В приводимом отрывке вырастает все философское величие Достоевского. Всегда и везде он философствует из глубины трагического конфликта. Всякую другую спокойную и успокаивающую философию он называет “пищеварительной” философией. Единственное существо, которое знает все глубины человеческого трагизма, – это Христос; и единственное существо, которое знает победу над смертью в величии воскресения и вечной жизни, – это Христос. Вот почему Достоевский, вся жизнь которого была Голгофой, мог в своей философии исходить только их Христа. Нет другой подлинной философии и подлинной мистики трагизма.

Метафизика смерти сразу ставит все проблемы посюстороннего и потустороннего мира. И поэтому медитация Достоевского вырастает в грандиозную этическую систему, решающую проблему смысла жизни, смысла любви, смысла развития и вечного человеческого стремления к совершенству» (О Достоевском. С. 398–400).

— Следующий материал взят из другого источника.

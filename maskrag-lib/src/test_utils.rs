//! Deterministic stand-ins for the model-backed collaborators.

use std::collections::HashMap;
use std::hash::{DefaultHasher, Hash, Hasher};

use async_trait::async_trait;

use crate::embed::{Embedder, Embedding};
use crate::generate::Generator;
use crate::{Error, Result};

/// Bag-of-words embedder: each lowercase token is hashed into a bucket and the
/// vector is L2-normalized. Blank text yields a zero-width vector, the same
/// shape failure a real model produces for empty input.
pub struct HashEmbedder {
    dimension: usize,
}

impl Default for HashEmbedder {
    fn default() -> Self {
        Self { dimension: 64 }
    }
}

impl HashEmbedder {
    fn embed(&self, text: &str) -> Embedding {
        if text.trim().is_empty() {
            return Vec::new();
        }

        let mut v = vec![0.0f32; self.dimension];
        for token in text.to_lowercase().split_whitespace() {
            let mut hasher = DefaultHasher::new();
            token.hash(&mut hasher);
            v[(hasher.finish() % self.dimension as u64) as usize] += 1.0;
        }

        let norm = v.iter().map(|x| x * x).sum::<f32>().sqrt();
        v.iter_mut().for_each(|x| *x /= norm);
        v
    }
}

impl Embedder for HashEmbedder {
    fn embed_documents(&mut self, texts: &[&str]) -> Result<Vec<Embedding>> {
        Ok(texts.iter().map(|t| self.embed(t)).collect())
    }

    fn embed_query(&mut self, text: &str) -> Result<Embedding> {
        Ok(self.embed(text))
    }

    fn dimension(&self) -> usize {
        self.dimension
    }

    fn model_name(&self) -> &str {
        "hash-bow"
    }
}

/// Embedder with hand-picked vectors per exact text.
pub struct FixedEmbedder {
    vectors: HashMap<String, Embedding>,
    dimension: usize,
}

impl FixedEmbedder {
    pub fn new(vectors: Vec<(&str, Embedding)>, dimension: usize) -> Self {
        Self {
            vectors: vectors
                .into_iter()
                .map(|(text, v)| (text.to_string(), v))
                .collect(),
            dimension,
        }
    }

    fn lookup(&self, text: &str) -> Result<Embedding> {
        self.vectors
            .get(text)
            .cloned()
            .ok_or_else(|| Error::Embedding(format!("no vector for {text:?}")))
    }
}

impl Embedder for FixedEmbedder {
    fn embed_documents(&mut self, texts: &[&str]) -> Result<Vec<Embedding>> {
        texts.iter().map(|t| self.lookup(t)).collect()
    }

    fn embed_query(&mut self, text: &str) -> Result<Embedding> {
        self.lookup(text)
    }

    fn dimension(&self) -> usize {
        self.dimension
    }

    fn model_name(&self) -> &str {
        "fixed"
    }
}

/// Generator that records prompts and answers through a closure.
pub struct ScriptedGenerator<F> {
    respond: F,
    pub prompts: Vec<String>,
}

impl<F> ScriptedGenerator<F>
where
    F: FnMut(&str) -> Result<String> + Send,
{
    pub fn new(respond: F) -> Self {
        Self {
            respond,
            prompts: Vec::new(),
        }
    }
}

#[async_trait]
impl<F> Generator for ScriptedGenerator<F>
where
    F: FnMut(&str) -> Result<String> + Send,
{
    async fn generate(&mut self, prompt: &str) -> Result<String> {
        self.prompts.push(prompt.to_string());
        (self.respond)(prompt)
    }
}

/// Pull the context back out of a prompt built by [`crate::generate::build_prompt`].
pub fn prompt_context(prompt: &str) -> &str {
    prompt
        .strip_prefix("Context: ")
        .and_then(|rest| rest.split("\n\nQuestion: ").next())
        .unwrap_or("")
}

Об освоении наследия Достоевского русской религиозной традицией XX в. см.: Кузнецова И. В. Интерпретация философских идей Ф. М. Достоевского представителями «нового религиозного сознания» в России (начало XX в.): Автореф. … канд. филос. наук. М., МГУ, 1990; Исупов К. Г. 1) Возрождение Достоевского в русском религиозном ренессансе // Христианство и русская литература / Отв. ред. В. А. Котельников. СПб., 1996. Сб. 2. С. 310–333; 2) В школе философской критики // Вопросы философии. М., 1991. № 7.